Perhaps they could have been found sooner had they carried the EPIRB, but they didn't, and it was in the Blue Mountains - and their location should have been reasonably easy to pinpoint as they had let people know where they were.
However, EPIRB disregarded, I'm sure that they would have been found sooner if the volunteer members of the state rescue associations had been asked to assist in the search. These volunteers are available at any time for activities like these. They happily assist in searches of every kind. As a resource they should have been used. The group was missing for more than two days before the volunteer searchers were called out.
I'm sure the NSW Coroner will get to the bottom of this... I'll be interested to read the report.
More reports here.
2 comments:
The Blue Mountains seem to give people a false sense of security because many of the popular tourist spots are readily accessible by car and bus, most trails are marked, and streams of sightseers are everywhere. But as soon as you get off the marked trails, the Blue Mountains has some of the most inhospitable and dangerous bushland in Australia. It is riddled with ravines, rockfalls, vertical cliff faces, exremely dense bush and changeable weather.

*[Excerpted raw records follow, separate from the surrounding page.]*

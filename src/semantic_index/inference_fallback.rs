//! Best-effort text-scanning type inference for the editor path (§9 open
//! question 3). Consulted only when the semantic analyzer's per-expression
//! type map has no entry for a given identifier — e.g. a declaration the
//! tolerant parser recovered around but the analyzer never visited. This is
//! deliberately separate from `semantic::BasicAnalyzer` and may disagree
//! with it on edge cases; it scans raw source text, not the AST.

/// Scans `source` line by line for a `val`/`var` declaration of `name` and
/// returns its annotated type, if any (`val x: Int = ...` → `"Int"`). Falls
/// back to inferring from a literal initializer when no annotation is
/// present. Returns `None` when nothing resembling a declaration is found.
pub fn infer_variable_type(source: &str, name: &str) -> Option<String> {
    for line in source.lines() {
        let trimmed = line.trim_start();
        let Some(rest) = strip_decl_keyword(trimmed) else { continue };
        let rest = rest.trim_start();
        if !rest.starts_with(name) {
            continue;
        }
        let after_name = &rest[name.len()..];
        let after_name = after_name.trim_start();
        if !(after_name.starts_with(':') || after_name.starts_with('=') || after_name.is_empty()) {
            continue;
        }
        if let Some(ty) = parse_type_annotation(after_name) {
            return Some(ty);
        }
        if let Some(eq_pos) = after_name.find('=') {
            let value = after_name[eq_pos + 1..].trim();
            if let Some(ty) = infer_from_literal(value) {
                return Some(ty);
            }
        }
    }
    None
}

/// Returns the remainder of `line` after a leading `val`/`var` keyword, or
/// `None` if the line isn't a declaration at all. Kept line-local: no
/// attempt to track brace nesting or multi-line declarations.
fn strip_decl_keyword(line: &str) -> Option<&str> {
    for kw in ["val ", "var "] {
        if let Some(rest) = line.strip_prefix(kw) {
            return Some(rest);
        }
    }
    None
}

fn parse_type_annotation(after_name: &str) -> Option<String> {
    let rest = after_name.strip_prefix(':')?;
    let rest = rest.trim_start();
    let end = rest.find(['=', ' ', ',', ')']).unwrap_or(rest.len());
    let ty = rest[..end].trim_end_matches('?');
    if ty.is_empty() {
        None
    } else {
        Some(ty.to_string())
    }
}

fn infer_from_literal(value: &str) -> Option<String> {
    let value = value.trim_end_matches(';').trim();
    if value.is_empty() {
        return None;
    }
    if value == "true" || value == "false" {
        return Some("Boolean".to_string());
    }
    if value.starts_with('"') {
        return Some("String".to_string());
    }
    if value.parse::<i64>().is_ok() {
        return Some("Int".to_string());
    }
    if value.parse::<f64>().is_ok() {
        return Some("Double".to_string());
    }
    None
}

#[cfg(test)]
mod tests {
    use super::*;

    #[test]
    fn infers_from_explicit_annotation() {
        let src = "val count: Int = compute()";
        assert_eq!(infer_variable_type(src, "count"), Some("Int".to_string()));
    }

    #[test]
    fn infers_from_literal_when_unannotated() {
        let src = "var name = \"hi\"";
        assert_eq!(infer_variable_type(src, "name"), Some("String".to_string()));
    }

    #[test]
    fn returns_none_for_unknown_identifier() {
        let src = "val x = 1";
        assert_eq!(infer_variable_type(src, "y"), None);
    }
}
//! `novac`: the Nova compiler CLI. Two modes, split between "compile a
//! project" and "run the dev server" — `build` runs
//! the full pipeline once and writes `.class` files to `out_dir`; `lsp`
//! starts the stdio language-server transport loop and never returns on its
//! own. All pipeline logic lives in the `nova` library crate; this binary is
//! just argument parsing and result reporting.

use std::env;
use std::io;
use std::path::{Path, PathBuf};
use std::time::Instant;

use nova::compiler_messages::{CompilerMessages, Diagnostic};
use nova::semantic_index;
use nova::{build_project, timer_log, BuildError};

enum Command {
    Build(PathBuf),
    Lsp,
}

fn main() {
    let args: Vec<String> = env::args().collect();

    if args.len() < 2 {
        print_help();
        return;
    }

    let command = match get_command(&args[1..]) {
        Ok(command) => command,
        Err(e) => {
            eprintln!("{e}");
            print_help();
            std::process::exit(1);
        }
    };

    match command {
        Command::Build(path) => {
            let start = Instant::now();
            match build_project(&path) {
                Ok(written) => {
                    timer_log!(start, "Build finished in");
                    println!("Wrote {} class file(s) to disk", written);
                }
                Err(BuildError::Io(msg)) => {
                    eprintln!("error: {msg}");
                    std::process::exit(1);
                }
                Err(BuildError::Diagnostics(messages)) => {
                    print_messages(&messages);
                    std::process::exit(1);
                }
            }
        }
        Command::Lsp => {
            let stdin = io::stdin();
            let stdout = io::stdout();
            if let Err(e) = semantic_index::lsp::run(stdin.lock(), stdout) {
                eprintln!("lsp transport error: {e}");
                std::process::exit(1);
            }
        }
    }
}

fn get_command(args: &[String]) -> Result<Command, String> {
    match args.first().map(String::as_str) {
        Some("build") => {
            let entry_dir = match args.get(1) {
                Some(path) if !path.is_empty() => PathBuf::from(path),
                _ => env::current_dir().map_err(|e| format!("error getting current directory: {e}"))?,
            };
            check_if_valid_directory_path(&entry_dir)?;
            Ok(Command::Build(entry_dir))
        }
        Some("lsp") => Ok(Command::Lsp),
        Some(other) => Err(format!("unknown command: {other}")),
        None => Err("missing command".to_string()),
    }
}

fn check_if_valid_directory_path(path: &Path) -> Result<(), String> {
    if !path.exists() {
        return Err(format!("path does not exist: {}", path.display()));
    }
    if !path.is_dir() {
        return Err(format!("path is not a directory: {}", path.display()));
    }
    Ok(())
}

fn print_help() {
    println!("The Nova compiler!");
    println!("Usage: novac <command> [args]");
    println!("Commands:");
    println!("  build <path>   - compiles the project rooted at <path> (default: current directory)");
    println!("  lsp            - starts the stdio language server");
}

fn print_messages(messages: &CompilerMessages) {
    for diag in &messages.warnings {
        print_diagnostic(diag, "warning");
    }
    for diag in &messages.errors {
        print_diagnostic(diag, "error");
    }
}

fn print_diagnostic(diag: &Diagnostic, label: &str) {
    let loc = &diag.location;
    eprintln!(
        "{label}: {} ({}:{}:{})",
        diag.msg,
        loc.file.display(),
        loc.start.line,
        loc.start.column
    );
}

Five kms from the coffee shop at the Three Sisters lookout you could be in almost unexplored wilderness and very easily perish if you are not prepared.
Yes, it's amazing country. My point was that had the Sydney and other volunteer rescue teams been called out to search they may have found the group before the injured boy died. He may have been saved. I believe there was a rock slide and he was crushed. They were headed for higher ground thinking that they'd be more easily seen than in the valley.
Aside from no EPIRB, the group was well provisioned.